Mark Ellem, head of education at Accurium, said the ATO’s contribution ruling in regard to reimbursement states a reversal of the transaction has to happen immediately, but it also stipulates the reversal must only be made for a general expense, and a deposit on a property is a capital outlay.

“It’s going to form part of the overall purchase costs even if it is just an initial bid and is the buyer showing goodwill about being committed to the contract – it still forms part of the capital planning,” he said.

Dallas added that even if a member reimburses themselves out of the SMSF within 24 hours of making the deposit, it will be viewed by the ATO as an early release.

“If we treat the deposit as a loan to the fund, it breaches the borrowing rules,” he said.

He said one strategy that could be used is to treat the deposit as a contribution to the fund.

“You may not even seek reimbursement, and instead say the deposit has gone in as a payment on behalf of the fund and treat that as a contribution by the members of the fund that is then applied to pay the deposit,” he said.

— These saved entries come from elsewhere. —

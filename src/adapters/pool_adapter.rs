//! Generic adapter over any [`Venue`].

use alloy_primitives::Address;
use tracing::{debug, warn};

use crate::domain::{Amount, Gas};
use crate::error::{AdapterError, Result};
use crate::host::{schedule, Chain};
use crate::math::CheckedArithmetic;
use crate::traits::{Adapter, Venue};

/// An [`Adapter`] bound to one destination through venue `V`.
///
/// `PoolAdapter` owns the protocol-independent half of every adapter:
/// unsupported-pair handling, the custody precondition, atomic execution
/// and minimum-output enforcement.  Output is measured as the recipient's
/// balance delta, so the returned amount is exactly what arrived.
#[derive(Debug, Clone)]
pub struct PoolAdapter<V> {
    name: String,
    address: Address,
    gas_estimate: Gas,
    venue: V,
}

impl<V: Venue> PoolAdapter<V> {
    /// Binds `venue` to a fresh custody account on `chain`.
    ///
    /// # Errors
    ///
    /// Returns [`AdapterError::InvalidConfiguration`] for an empty name or
    /// a zero gas estimate.
    pub fn new(chain: &mut Chain, name: impl Into<String>, venue: V, gas_estimate: Gas) -> Result<Self> {
        let name = name.into();
        if name.trim().is_empty() {
            return Err(AdapterError::InvalidConfiguration("adapter name must not be empty"));
        }
        if gas_estimate == Gas::ZERO {
            return Err(AdapterError::InvalidConfiguration("gas estimate must be non-zero"));
        }
        let address = chain.create_account();
        debug!(adapter = %name, %address, pool = %venue.pool(), protocol = V::PROTOCOL, "adapter bound");
        Ok(Self {
            name,
            address,
            gas_estimate,
            venue,
        })
    }

    /// The underlying venue.
    #[must_use]
    pub const fn venue(&self) -> &V {
        &self.venue
    }

    fn execute(
        &self,
        chain: &mut Chain,
        amount_in: Amount,
        min_out: Amount,
        (from, to): (Address, Address),
        recipient: Address,
    ) -> Result<Amount> {
        chain.ledger().charge(schedule::CALL);
        let unsupported = AdapterError::UnsupportedPair { from, to };
        if from == to {
            return Err(unsupported);
        }
        let route = self.venue.resolve(chain, from, to).ok_or(unsupported)?;
        if amount_in.is_zero() {
            return Err(AdapterError::InvalidAmount("cannot swap zero"));
        }
        let held = chain.ledger().balance_of(from, self.address)?;
        if held < amount_in {
            return Err(AdapterError::InsufficientBalance {
                token: from,
                account: self.address,
                needed: amount_in,
                available: held,
            });
        }

        let before = chain.ledger().balance_of(to, recipient)?;
        self.venue
            .execute(chain, self.address, route, amount_in, recipient)?;
        let after = chain.ledger().balance_of(to, recipient)?;
        let amount_out = after.safe_sub(&before)?;
        if amount_out < min_out {
            return Err(AdapterError::InsufficientOutput {
                amount_out,
                min_out,
            });
        }
        Ok(amount_out)
    }
}

impl<V: Venue> Adapter for PoolAdapter<V> {
    fn name(&self) -> &str {
        &self.name
    }

    fn address(&self) -> Address {
        self.address
    }

    fn pool(&self) -> Address {
        self.venue.pool()
    }

    fn swap_gas_estimate(&self) -> Gas {
        self.gas_estimate
    }

    fn is_pool_token(&self, chain: &Chain, token: Address) -> bool {
        self.venue.is_pool_token(chain, token)
    }

    fn query(&self, chain: &Chain, amount_in: Amount, from: Address, to: Address) -> Result<Amount> {
        if amount_in.is_zero() || from == to {
            return Ok(Amount::ZERO);
        }
        chain.ledger().charge(schedule::CALL);
        let Some(route) = self.venue.resolve(chain, from, to) else {
            return Ok(Amount::ZERO);
        };
        let amount_out = self.venue.quote(chain, route, amount_in)?;
        debug!(
            adapter = %self.name,
            %from,
            %to,
            %amount_in,
            %amount_out,
            correction = %V::CORRECTION,
            "query"
        );
        Ok(amount_out)
    }

    fn swap(
        &self,
        chain: &mut Chain,
        amount_in: Amount,
        min_out: Amount,
        from: Address,
        to: Address,
        recipient: Address,
    ) -> Result<Amount> {
        let result = chain.atomic(|chain| self.execute(chain, amount_in, min_out, (from, to), recipient));
        match &result {
            Ok(amount_out) => debug!(
                adapter = %self.name,
                %from,
                %to,
                %amount_in,
                %amount_out,
                %recipient,
                "swap"
            ),
            Err(err) => warn!(
                adapter = %self.name,
                %from,
                %to,
                %amount_in,
                %min_out,
                error = %err,
                "swap reverted"
            ),
        }
        result
    }
}
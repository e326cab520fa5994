//! # Hydra Adapters
//!
//! Uniform quote-and-swap adapters over heterogeneous DEX liquidity.
//!
//! A router sees every liquidity source through one capability set,
//! [`Adapter`](traits::Adapter): `query` prices a trade, `swap` executes
//! it from tokens already in the adapter's custody, and
//! `swap_gas_estimate` reports what a hop costs.  Each adapter is bound to
//! one destination and translates that protocol's calling convention:
//! token indexing, pricing views, settlement rounding and custody flow.
//!
//! Families:
//!
//! - **Constant product** (Uniswap V2 style factory) — `constant-product` feature
//! - **StableSwap** (Saddle and Curve style, plain and lending-wrapped,
//!   plus the dynamic-fee crypto pool) — `stableswap` feature
//! - **Vault** (GMX style oracle pricing) — `vault` feature
//!
//! # Feature Flags
//!
//! | Feature | Default | Description |
//! |---------|---------|-------------|
//! | `constant-product` | yes | Factory pairs, `x · y = k` |
//! | `stableswap` | yes | Saddle, Curve, Curve lending and crypto pools |
//! | `vault` | yes | GMX style vault |
//! | `all-families` | yes | Enables all three |
//!
//! # Quick Start
//!
//! ```rust
//! use hydra_adapters::prelude::*;
//! use hydra_adapters::protocols::unilike::{create_pair, provide_liquidity, UnilikeFactory};
//!
//! let mut chain = Chain::new();
//! let usdc = chain.create_token("USDC", 6).expect("token");
//! let weth = chain.create_token("WETH", 18).expect("token");
//!
//! // 1. A factory with one funded pair
//! let factory = UnilikeFactory::deploy(&mut chain, 3).expect("factory");
//! let pair = create_pair(&mut chain, factory, usdc.address(), weth.address()).expect("pair");
//! let depth = Amount::new(10u128.pow(24));
//! provide_liquidity(&mut chain, pair, depth, depth).expect("liquidity");
//!
//! // 2. An adapter bound to the factory
//! let venue = UnilikeVenue::new(&chain, factory, 3).expect("venue");
//! let adapter = UnilikeAdapter::new(&mut chain, "UnilikeAdapter", venue, Gas::new(120_000))
//!     .expect("adapter");
//!
//! // 3. Quote, fund the adapter, swap
//! let amount_in = Amount::new(1_000_000);
//! let quote = adapter
//!     .query(&chain, amount_in, usdc.address(), weth.address())
//!     .expect("quote");
//! chain
//!     .ledger_mut()
//!     .mint(usdc.address(), adapter.address(), amount_in)
//!     .expect("fund");
//! let trader = chain.create_account();
//! let out = adapter
//!     .swap(&mut chain, amount_in, quote, usdc.address(), weth.address(), trader)
//!     .expect("swap");
//!
//! assert_eq!(out, quote);
//! assert_eq!(chain.ledger().inspect_balance(weth.address(), trader), quote);
//! ```
//!
//! # Architecture
//!
//! ```text
//! ┌─────────────┐
//! │   Router     │  DeployOptions picks adapters, AdapterBox holds them
//! └──────┬──────┘
//!        │ query / swap / swap_gas_estimate
//!        ▼
//! ┌─────────────┐
//! │ PoolAdapter  │  custody, min-out, atomicity, quote correction
//! └──────┬──────┘
//!        │ Venue (resolve, quote, execute)
//!        ▼
//! ┌─────────────┐
//! │  Protocols   │  Unilike, Saddle, Curve, Crypto, Lending, Vault
//! └──────┬──────┘
//!        │ Chain::call / call_mut
//!        ▼
//! ┌─────────────┐
//! │    Host      │  Ledger balances, gas meter, atomic rollback
//! └─────────────┘
//! ```
//!
//! # Module Guide
//!
//! | Module | Purpose |
//! |--------|---------|
//! | [`domain`] | Newtype value types: [`Amount`](domain::Amount), [`Gas`](domain::Gas), [`Token`](domain::Token), etc. |
//! | [`traits`] | [`Adapter`](traits::Adapter) and the per-family [`Venue`](traits::Venue) seam |
//! | [`adapters`] | Token resolver, generic [`PoolAdapter`](adapters::PoolAdapter), venues and [`AdapterBox`](adapters::AdapterBox) |
//! | [`protocols`] | Simulated destination contracts, feature-gated per family |
//! | [`host`] | [`Chain`](host::Chain), [`Ledger`](host::Ledger) and the gas schedule |
//! | [`deployment`] | Token-count verification and gas-estimate calibration |
//! | [`config`] | [`DeployOptions`](config::DeployOptions) per-network registry tables |
//! | [`math`] | Checked 256-bit helpers and StableSwap solvers |
//! | [`error`] | [`AdapterError`](error::AdapterError) unified error enum |
//! | [`prelude`] | Convenience re-exports for common types and traits |

pub mod adapters;
pub mod config;
pub mod deployment;
pub mod domain;
pub mod error;
pub mod host;
pub mod math;
pub mod prelude;
pub mod protocols;
pub mod traits;
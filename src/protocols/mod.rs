//! Simulated destination protocols.
//!
//! Each module models one family of on-chain liquidity with the calling
//! convention its adapters must translate: index types, pricing views,
//! settlement rounding and custody flow.
//!
//! | Feature | Module | Contract |
//! |---------|--------|----------|
//! | `constant-product` | [`unilike`] | Uniswap V2 style factory and pair |
//! | `stableswap` | [`saddle`] | StableSwap, `uint8` indices, exact settlement |
//! | `stableswap` | [`curve`] | StableSwap, `int128` indices, one-unit settlement buffer |
//! | `stableswap` | [`crypto`] | dynamic-fee pool, `uint256` indices |
//! | `stableswap` | [`lending`] | lending market minting interest-bearing wrappers |
//! | `vault` | [`vault`] | GMX style oracle-priced vault |

#[cfg(feature = "stableswap")]
use alloy_primitives::Address;

#[cfg(feature = "stableswap")]
use crate::error::Result;

#[cfg(feature = "stableswap")]
pub mod crypto;
#[cfg(feature = "stableswap")]
pub mod curve;
#[cfg(feature = "stableswap")]
pub mod lending;
#[cfg(feature = "stableswap")]
pub mod saddle;
#[cfg(feature = "stableswap")]
pub mod stableswap;
#[cfg(feature = "constant-product")]
pub mod unilike;
#[cfg(feature = "vault")]
pub mod vault;

/// A pool whose coins are enumerated by position.
///
/// `coin_at` goes through the pool's native index type, so an index the
/// native ABI cannot represent fails the same way a missing coin does.
#[cfg(feature = "stableswap")]
pub trait CoinList {
    /// Returns the coin at `index`.
    ///
    /// # Errors
    ///
    /// Returns [`AdapterError::TokenIndexOutOfRange`](crate::error::AdapterError::TokenIndexOutOfRange)
    /// past the last coin.
    fn coin_at(&self, index: usize) -> Result<Address>;
}
//! Balance bookkeeping and pricing shared by the StableSwap-family pools.
//!
//! Each coin carries a *rate*: the factor (scaled by 1e18) that lifts one
//! raw unit to the pool's normalised precision.  For a plain pool the
//! rate is `10^(18 − decimals) · 1e18`; a crypto pool folds its price
//! scale into the rate as well.
//!
//! ```text
//! xp[k] = balance[k] · rate[k] / 1e18
//! dy_xp = xp[j] − get_y(i, j, xp[i] + dx·rate[i]/1e18) − 1
//! dy    = (dy_xp − fee(dy_xp)) · 1e18 / rate[j]
//! ```

use alloy_primitives::{Address, U256};

use crate::domain::{Amount, Token};
use crate::error::{AdapterError, Result};
use crate::host::{schedule, Ledger};
use crate::math::stableswap::compute_y;
use crate::math::{add, mul, mul_div, sub, to_amount, CheckedArithmetic};

/// Denominator of StableSwap fee parameters (1e10 = 100%).
pub const FEE_DENOMINATOR: u64 = 10_000_000_000;

/// Fixed-point unit for rates and price scales.
pub const PRECISION: u128 = 1_000_000_000_000_000_000;

/// Supported coin counts.
const MIN_COINS: usize = 2;
const MAX_COINS: usize = 8;

/// Upper bound of the amplification coefficient.
const MAX_AMP: u64 = 1_000_000;

/// Result of pricing a trade before fees.
#[derive(Debug, Clone, PartialEq, Eq)]
pub struct RawSwap {
    /// Output in normalised units, before fees.
    pub dy_xp: U256,
    /// Normalised balances before the trade.
    pub xp_before: Vec<U256>,
    /// Normalised balances after the trade, before fees leave the pool.
    pub xp_after: Vec<U256>,
}

/// Coins, rates and balances of a StableSwap-family pool.
#[derive(Debug, Clone, PartialEq, Eq)]
pub struct StableSwapCore {
    coins: Vec<Address>,
    rates: Vec<U256>,
    balances: Vec<Amount>,
    amp: u64,
}

impl StableSwapCore {
    /// Creates a core with plain decimal-normalising rates.
    ///
    /// # Errors
    ///
    /// See [`StableSwapCore::with_rates`].
    pub fn new(tokens: &[Token], amp: u64) -> Result<Self> {
        let rates = tokens
            .iter()
            .map(|t| {
                mul(
                    U256::from(t.decimals().precision_multiplier()),
                    U256::from(PRECISION),
                    "rate overflow",
                )
            })
            .collect::<Result<Vec<_>>>()?;
        Self::with_rates(tokens, rates, amp)
    }

    /// Creates a core with explicit per-coin rates.
    ///
    /// # Errors
    ///
    /// Returns [`AdapterError::InvalidConfiguration`] if the coin count is
    /// outside `2..=8`, coins repeat, a rate is zero, the rate list length
    /// differs, or `amp` is outside `1..=1_000_000`.
    pub fn with_rates(tokens: &[Token], rates: Vec<U256>, amp: u64) -> Result<Self> {
        if tokens.len() < MIN_COINS || tokens.len() > MAX_COINS {
            return Err(AdapterError::InvalidConfiguration(
                "pool must hold between 2 and 8 coins",
            ));
        }
        if rates.len() != tokens.len() || rates.iter().any(|r| r.is_zero()) {
            return Err(AdapterError::InvalidConfiguration(
                "one non-zero rate per coin required",
            ));
        }
        if amp == 0 || amp > MAX_AMP {
            return Err(AdapterError::InvalidConfiguration(
                "amplification must be in 1..=1_000_000",
            ));
        }
        let coins: Vec<Address> = tokens.iter().map(Token::address).collect();
        for (k, coin) in coins.iter().enumerate() {
            if coins[..k].contains(coin) {
                return Err(AdapterError::InvalidConfiguration("duplicate coin"));
            }
        }
        Ok(Self {
            balances: vec![Amount::ZERO; coins.len()],
            coins,
            rates,
            amp,
        })
    }

    /// Number of coins.
    #[must_use]
    pub fn n_coins(&self) -> usize {
        self.coins.len()
    }

    /// Coin addresses in index order.
    #[must_use]
    pub fn coins(&self) -> &[Address] {
        &self.coins
    }

    /// Coin at `index`.
    ///
    /// # Errors
    ///
    /// Returns [`AdapterError::TokenIndexOutOfRange`] past the last coin.
    pub fn coin(&self, index: usize) -> Result<Address> {
        self.coins
            .get(index)
            .copied()
            .ok_or(AdapterError::TokenIndexOutOfRange)
    }

    /// Index of `token`, if it is a coin.
    #[must_use]
    pub fn index_of(&self, token: Address) -> Option<usize> {
        self.coins.iter().position(|c| *c == token)
    }

    /// Pool balance of coin `index`.
    ///
    /// # Errors
    ///
    /// Returns [`AdapterError::TokenIndexOutOfRange`] past the last coin.
    pub fn balance(&self, index: usize) -> Result<Amount> {
        self.balances
            .get(index)
            .copied()
            .ok_or(AdapterError::TokenIndexOutOfRange)
    }

    /// Amplification coefficient.
    #[must_use]
    pub const fn amp(&self) -> u64 {
        self.amp
    }

    pub(crate) fn set_rate(&mut self, index: usize, rate: U256) -> Result<()> {
        if rate.is_zero() {
            return Err(AdapterError::InvalidConfiguration("rate must be non-zero"));
        }
        let slot = self
            .rates
            .get_mut(index)
            .ok_or(AdapterError::TokenIndexOutOfRange)?;
        *slot = rate;
        Ok(())
    }

    /// Normalised balances.
    ///
    /// # Errors
    ///
    /// Returns [`AdapterError::Overflow`] for balances beyond 256 bits once scaled.
    pub fn xp(&self) -> Result<Vec<U256>> {
        self.balances
            .iter()
            .zip(&self.rates)
            .map(|(b, r)| mul_div(b.to_u256(), *r, U256::from(PRECISION), "xp overflow"))
            .collect()
    }

    /// Prices a trade of `dx` of coin `i` into coin `j`, before fees.
    ///
    /// Charges one storage read per coin plus one solver step per
    /// Newton-Raphson iteration.
    ///
    /// # Errors
    ///
    /// - [`AdapterError::TokenIndexOutOfRange`] for bad indices.
    /// - [`AdapterError::InsufficientLiquidity`] if the pool cannot pay.
    /// - Solver errors from [`compute_y`].
    pub fn price(&self, ledger: &Ledger, i: usize, j: usize, dx: Amount) -> Result<RawSwap> {
        if i == j || i >= self.n_coins() || j >= self.n_coins() {
            return Err(AdapterError::TokenIndexOutOfRange);
        }
        ledger.charge(schedule::SLOAD.times(self.n_coins() as u64));
        let xp = self.xp()?;
        let dx_xp = mul_div(dx.to_u256(), self.rates[i], U256::from(PRECISION), "dx overflow")?;
        let x = add(xp[i], dx_xp, "x overflow")?;
        let solution = compute_y(i, j, x, &xp, U256::from(self.amp))?;
        ledger.charge(schedule::NEWTON_STEP.times(u64::from(solution.iterations)));

        let y_plus_one = add(solution.value, U256::from(1u8), "y overflow")?;
        if y_plus_one > xp[j] {
            return Err(AdapterError::InsufficientLiquidity);
        }
        let dy_xp = sub(xp[j], y_plus_one, "dy underflow")?;
        let mut xp_after = xp.clone();
        xp_after[i] = x;
        xp_after[j] = solution.value;
        Ok(RawSwap {
            dy_xp,
            xp_before: xp,
            xp_after,
        })
    }

    /// Deducts a fee of `fee / 1e10` from a normalised output and converts
    /// it to raw units of coin `j`.
    ///
    /// # Errors
    ///
    /// Returns arithmetic errors only.
    pub fn to_raw_after_fee(&self, j: usize, dy_xp: U256, fee: u64) -> Result<Amount> {
        let rate = *self
            .rates
            .get(j)
            .ok_or(AdapterError::TokenIndexOutOfRange)?;
        let fee_xp = mul_div(
            dy_xp,
            U256::from(fee),
            U256::from(FEE_DENOMINATOR),
            "fee overflow",
        )?;
        let net = sub(dy_xp, fee_xp, "fee exceeds output")?;
        to_amount(
            mul_div(net, U256::from(PRECISION), rate, "dy overflow")?,
            "dy overflow",
        )
    }

    /// Pulls `amounts` from `provider` into the pool.
    ///
    /// # Errors
    ///
    /// Returns [`AdapterError::InvalidConfiguration`] if the amount list
    /// length differs from the coin count, or ledger errors.
    pub fn add_liquidity(
        &mut self,
        ledger: &mut Ledger,
        pool: Address,
        provider: Address,
        amounts: &[Amount],
    ) -> Result<()> {
        if amounts.len() != self.n_coins() {
            return Err(AdapterError::InvalidConfiguration(
                "one amount per coin required",
            ));
        }
        for (k, amount) in amounts.iter().enumerate() {
            if amount.is_zero() {
                continue;
            }
            ledger.transfer(self.coins[k], provider, pool, *amount)?;
            self.balances[k] = self.balances[k].safe_add(amount)?;
        }
        ledger.charge(schedule::SSTORE.times(self.n_coins() as u64));
        Ok(())
    }

    /// Moves `dx` of coin `i` from `trader` into the pool and `dy` of coin
    /// `j` from the pool to `trader`, updating balances.
    ///
    /// # Errors
    ///
    /// Returns ledger errors or [`AdapterError::InsufficientLiquidity`].
    pub fn settle(
        &mut self,
        ledger: &mut Ledger,
        pool: Address,
        trader: Address,
        (i, dx): (usize, Amount),
        (j, dy): (usize, Amount),
    ) -> Result<()> {
        let remaining = self.balances[j]
            .checked_sub(&dy)
            .ok_or(AdapterError::InsufficientLiquidity)?;
        ledger.transfer(self.coins[i], trader, pool, dx)?;
        ledger.transfer(self.coins[j], pool, trader, dy)?;
        self.balances[i] = self.balances[i].safe_add(&dx)?;
        self.balances[j] = remaining;
        ledger.charge(schedule::SSTORE.times(2));
        Ok(())
    }
}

“In a lot of cases, it won’t cause an issue, but if you have someone who’s maxed out their concessional contributions and non-concessional contributions, or doesn’t have capacity to make non-concessional contributions, then there will be a problem.”

Another strategy, he said, is to renegotiate the contract with the seller, which could present other problems, especially if the property has other bids.

“The vendor might say, ‘I’ve got six other people who bid who might be keener now and want to put in a higher offer’, so negotiating or trying to negotiate the rescission with that original contract can be quite difficult,” he said.

Dallas added that although, in his experience, the ATO has not been “too harsh” on these types of arrangements, it’s best practice to try and avoid them.